Insolvency for Blues threatened Donaho is upset by altered bill

April 03, 1993|By John W. Frece | John W. Frece,Staff Writer

The state insurance commissioner threatened yesterday to drive Blue Cross and Blue Shield of Maryland into insolvency if the General Assembly fails to pass legislation he believes is needed to assure the fiscal health of the state's largest insurer.

Commissioner John A. Donaho, who is pushing legislation that would give him broad authority to oversee the Blues' operations, upset because Blue Cross has persuaded a Senate committee to amend a bill already passed by the House.

Mr. Donaho believes those amendments significantly weaken the bill.

And the commissioner fears that the Senate panel's insistence on the amendments will create an insurmountable dispute with the House -- thus scuttling any chances for reform this year.

"The failure of the [House] bill would be a disaster because it would cause me to impose on the Blues burdensome solvency requirements and would send a message to the U.S. Congress and other states concerning the failure of state regulation," the commissioner said yesterday.

He was more specific in a strongly worded letter sent yesterday to Blues President William L. Jews.

In the letter, the commissioner said that if the bill fails he would have no choice but to require the insurer to maintain a surplus of $238 million against unexpected claims or losses -- a level so large the company would be unable to comply. The company's surplus -- which represents its net worth -- was $24.9 million as of Dec. 31, 1992.

"Should the proposed legislation be enacted, it would be unnecessary for me to issue this directive," he said in the letter, a copy of which was obtained by The Sun. "However, if it becomes apparent that this legislation will fail, I would issue such an order immediately."

Unstated in the letter is the possibility that if Blue Cross is declared insolvent, the state might be forced to take over operations of the nonprofit company, which handles the health insurance of some 1.4 million Marylanders.

Mr. Donaho told Mr. Jews, "It is in our mutual interest that you do what you can to abet the passage of this legislation." For months, Mr. Donaho has been fighting to gain more control of Blue Cross.

Last summer, he told the U.S. Senate's Permanent Subcommittee on Investigations that he was concerned about the solvency of Blue Cross and Blue Shield of Maryland.

In the fall, he initiated a detailed examination of Blue Cross' financial condition, to be completed later this spring.

In December, he proposed legislation that would increase the company's surplus and reserve requirements; give the commissioner broader authority to control and audit subsidiaries; allow him to fine the company for violations; and empower him to remove directors or officers who fail to obey an order from the commissioner's office.

The House passed its version of the bill on Feb. 23 by a vote of 134-1. But the measure was bottled up in the Senate Finance Commmittee until this week.

The General Assembly is scheduled to adjourn April 12.

The Finance Committee's amendments to the legislation, which

will be debated by the full Senate beginning Monday, make several key changes that would:

* Eliminate the requirement that a minimum surplus level be set in state law, and instead give the insurance commissioner discretionary power to set a lower level.
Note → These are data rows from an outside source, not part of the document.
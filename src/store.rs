//! Control-state store: the single owner of mode, telemetry and fan speed.
//!
//! All mutation funnels through the store's operations; the poller, the
//! operator-facing layer and the command dispatcher never touch the state
//! directly. Mutating operations hold the state write lock for their whole
//! read-modify-enqueue sequence, so command queue order always matches
//! mutation order.

use std::sync::Arc;

use log::debug;
use tokio::sync::{RwLock, mpsc};

use crate::{
    device::DeviceCommand,
    error::{ControlError, Result},
    event::{Event, EventBus},
    fan_tiers::TierTable,
    telemetry::Telemetry,
};

const MAX_MANUAL_LEVEL: u8 = 100;

/// Who decides the fan speed: the tier table or the operator.
#[derive(Debug, Clone, Copy, PartialEq, Eq)]
pub enum ControlMode {
    Auto,
    Manual,
}

impl std::fmt::Display for ControlMode {
    fn fmt(&self, f: &mut std::fmt::Formatter<'_>) -> std::fmt::Result {
        match self {
            Self::Auto => write!(f, "auto"),
            Self::Manual => write!(f, "manual"),
        }
    }
}

impl std::str::FromStr for ControlMode {
    type Err = ControlError;

    fn from_str(s: &str) -> Result<Self> {
        match s.trim().to_ascii_lowercase().as_str() {
            "auto" => Ok(Self::Auto),
            "manual" => Ok(Self::Manual),
            other => Err(ControlError::validation(format!(
                "unrecognized mode {other:?}, expected \"auto\" or \"manual\""
            ))),
        }
    }
}

/// Aggregate session state, created fresh at startup and never persisted.
///
/// Invariants: in Auto mode with telemetry present, `derived_speed` is the
/// tier of the latest reading; in Manual mode it equals `manual_level`.
#[derive(Debug, Clone, PartialEq)]
pub struct ControlState {
    pub mode: ControlMode,
    /// Last-known reading; absent until the first successful poll.
    pub telemetry: Option<Telemetry>,
    /// Operator-set level, retained across mode switches.
    pub manual_level: u8,
    /// Displayed fan speed: a tier (0–3) in Auto, the level (0–100) in Manual.
    pub derived_speed: u8,
}

impl ControlState {
    fn new() -> Self {
        Self {
            mode: ControlMode::Auto,
            telemetry: None,
            manual_level: 0,
            derived_speed: 0,
        }
    }
}

impl Default for ControlState {
    fn default() -> Self {
        Self::new()
    }
}

/// Operator-visible status of the device link.
#[derive(Debug, Clone, Default)]
pub struct LinkHealth {
    /// Set while the latest poll has failed; cleared by the next success.
    pub last_telemetry_error: Option<String>,
    /// Set while the latest command went unacknowledged; cleared on success.
    pub last_command_error: Option<String>,
}

/// Exclusive owner of [`ControlState`].
///
/// Reconciles three inputs: telemetry arriving from the poller, operator
/// intent (mode and manual level), and command outcomes from the dispatcher.
/// The store is optimistic: operator intent is reflected immediately and a
/// failed command never rolls it back; the device stays the source of truth
/// and the next poll shows the real outcome.
pub struct ControlStateStore {
    state: RwLock<ControlState>,
    health: Arc<RwLock<LinkHealth>>,
    tiers: TierTable,
    command_tx: mpsc::UnboundedSender<DeviceCommand>,
    event_bus: EventBus,
}

impl ControlStateStore {
    pub fn new(
        tiers: TierTable,
        command_tx: mpsc::UnboundedSender<DeviceCommand>,
        event_bus: EventBus,
    ) -> Self {
        Self {
            state: RwLock::new(ControlState::new()),
            health: Arc::new(RwLock::new(LinkHealth::default())),
            tiers,
            command_tx,
            event_bus,
        }
    }

    /// Replaces the stored telemetry with a fresh reading.
    ///
    /// Recomputes the derived speed when in Auto mode; never touches mode or
    /// manual level. Applying an identical reading twice is a no-op beyond
    /// the replacement itself.
    pub async fn apply_telemetry(&self, reading: Telemetry) {
        let mut state = self.state.write().await;
        if state.mode == ControlMode::Auto {
            state.derived_speed = self.tiers.derive(reading.temperature_c);
        }
        state.telemetry = Some(reading.clone());
        drop(state);

        self.health.write().await.last_telemetry_error = None;
        self.publish(Event::TelemetryUpdated(reading));
    }

    /// Switches control mode, returning whether anything changed.
    ///
    /// Switching to Auto re-derives the speed from the current telemetry;
    /// with no telemetry yet, the previous derived speed stands until the
    /// next poll. Switching to Manual adopts the retained manual level. A
    /// mode change enqueues exactly one command; setting the current mode
    /// again enqueues nothing.
    pub async fn set_mode(&self, mode: ControlMode) -> bool {
        let mut state = self.state.write().await;
        if state.mode == mode {
            return false;
        }

        state.mode = mode;
        let command = match mode {
            ControlMode::Auto => {
                if let Some(reading) = &state.telemetry {
                    state.derived_speed = self.tiers.derive(reading.temperature_c);
                }
                DeviceCommand::Auto
            }
            ControlMode::Manual => {
                state.derived_speed = state.manual_level;
                DeviceCommand::Manual {
                    speed: state.manual_level,
                }
            }
        };

        // Enqueued under the state lock: queue order == mutation order.
        self.enqueue(command);
        true
    }

    /// Sets the operator's manual fan level, returning whether it changed.
    ///
    /// Rejects levels above 100 before any mutation. The value is stored
    /// even in Auto mode (arming it for the next switch to Manual), but the
    /// derived speed changes and a command goes out only in Manual mode,
    /// since the device treats any manual-speed command as a switch out of
    /// auto.
    pub async fn set_manual_level(&self, level: u8) -> Result<bool> {
        if level > MAX_MANUAL_LEVEL {
            return Err(ControlError::validation(format!(
                "manual level {level} outside 0..={MAX_MANUAL_LEVEL}"
            )));
        }

        let mut state = self.state.write().await;
        if state.manual_level == level {
            return Ok(false);
        }

        state.manual_level = level;
        if state.mode == ControlMode::Manual {
            state.derived_speed = level;
            self.enqueue(DeviceCommand::Manual { speed: level });
        }
        Ok(true)
    }

    /// Returns an immutable snapshot of the current state.
    pub async fn snapshot(&self) -> ControlState {
        self.state.read().await.clone()
    }

    /// Returns the current device-link status.
    pub async fn health(&self) -> LinkHealth {
        self.health.read().await.clone()
    }

    /// Shared handle to the link status, written by the command dispatcher.
    pub fn health_handle(&self) -> Arc<RwLock<LinkHealth>> {
        self.health.clone()
    }

    /// Records a failed poll without touching the stored telemetry.
    pub async fn record_poll_failure(&self, error: &ControlError) {
        self.health.write().await.last_telemetry_error = Some(error.to_string());
        self.publish(Event::TelemetryFailed(error.to_string()));
    }

    fn enqueue(&self, command: DeviceCommand) {
        if self.command_tx.send(command.clone()).is_err() {
            log::warn!("Command dispatcher is gone, dropping {command:?}");
        }
    }

    fn publish(&self, event: Event) {
        if self.event_bus.publish(event).is_err() {
            debug!("No event subscribers");
        }
    }
}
* Remove a requirement that before any stock of a Blue Cross subsidiary may be counted as a company asset it must be liquid enough to be available to pay present losses.
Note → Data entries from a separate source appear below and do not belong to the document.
//! Temperature-to-tier derivation for automatic fan control.
//!
//! Maps a temperature reading onto one of four discrete fan tiers using a
//! lower-bound-inclusive step function over three configurable thresholds.

use serde::{Deserialize, Serialize};

use crate::error::{ControlError, Result};

/// Step table mapping temperature to a fan tier (0..=3).
///
/// `thresholds` must be strictly increasing. A temperature below the first
/// threshold derives tier 0; at or above the last, tier 3. The comparison is
/// lower-bound inclusive: a reading exactly on a threshold selects the
/// higher tier.
///
/// # Example
///
/// ```
/// use smartfand::fan_tiers::TierTable;
///
/// let table = TierTable::default(); // 24 / 26 / 28 °C
/// assert_eq!(table.derive(23.9), 0);
/// assert_eq!(table.derive(24.0), 1);
/// assert_eq!(table.derive(27.4), 2);
/// assert_eq!(table.derive(31.0), 3);
/// ```
#[derive(Debug, Clone, PartialEq, Serialize, Deserialize)]
pub struct TierTable {
    thresholds: [f64; 3],
}

impl TierTable {
    /// Creates a table from three strictly increasing thresholds.
    pub fn new(thresholds: [f64; 3]) -> Result<Self> {
        if thresholds.iter().any(|t| !t.is_finite()) {
            return Err(ControlError::validation(format!(
                "tier thresholds must be finite, got {thresholds:?}"
            )));
        }
        if !(thresholds[0] < thresholds[1] && thresholds[1] < thresholds[2]) {
            return Err(ControlError::validation(format!(
                "tier thresholds must be strictly increasing, got {thresholds:?}"
            )));
        }
        Ok(Self { thresholds })
    }

    /// Derives the fan tier for a temperature reading.
    ///
    /// Pure and total over finite inputs; callers reject NaN before this
    /// point. Readings outside the sensor's nominal range saturate at
    /// tier 0 and tier 3.
    pub fn derive(&self, temperature_c: f64) -> u8 {
        self.thresholds
            .iter()
            .take_while(|&&t| temperature_c >= t)
            .count() as u8
    }

    pub fn thresholds(&self) -> [f64; 3] {
        self.thresholds
    }
}

impl Default for TierTable {
    /// The canonical table: tiers step up at 24, 26 and 28 °C.
    fn default() -> Self {
        Self {
            thresholds: [24.0, 26.0, 28.0],
        }
    }
}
* Allow current members of the Blues board of directors to remain in their jobs until they have served for a cumulative period of 12 years. The House bill would cut that down to nine, which would force half of the directors off the board when their terms expire next January and ensure that all current directors would ,, be replaced within three years.

The Senate bill also would eliminate a requirement that board members live in Maryland; repeal a requirement that two consumer members be appointed to the Blues' board; and lower from 70 to 60 percent the number of meetings that board members must attend without being reported to the commissioner.

Del. Casper R. Taylor, the Allegany County Democrat who chairs the Economic Matters Committee that approved the House version of the Blue Cross bill Mr. Donaho supports, said he shares the commissioner's concern that the Senate amendments weaken the bill.

John A. Picciotto, senior vice president and general counsel for Blue Cross, disagreed.

Mr. Picciotto said he did not understand Mr. Donaho's concern that the Senate amendments weakened solvency protections.

"In our view, the amendments strengthen the bill because they make clearer when the commissioner can act in certain instances, and give more definition to his authority. In certain specific areas, it gives him broader powers," he said.

The Blues currently have a surplus of about $28 million and would have to increase that to approximately $58 million in four years under the bill. But, Mr. Picciotto said, if Mr. Donaho were to set the requirement at $238 million, "that would be unreasonable." In his letter, however, Mr. Donaho said that without passage of the legislation he would be bound by current law in setting surplus requirements.

He said an attorney general's opinion makes it clear that the Blues must keep as surplus two months worth of the prior's year's outstanding claims and operating expenses -- which amounts to $238 million.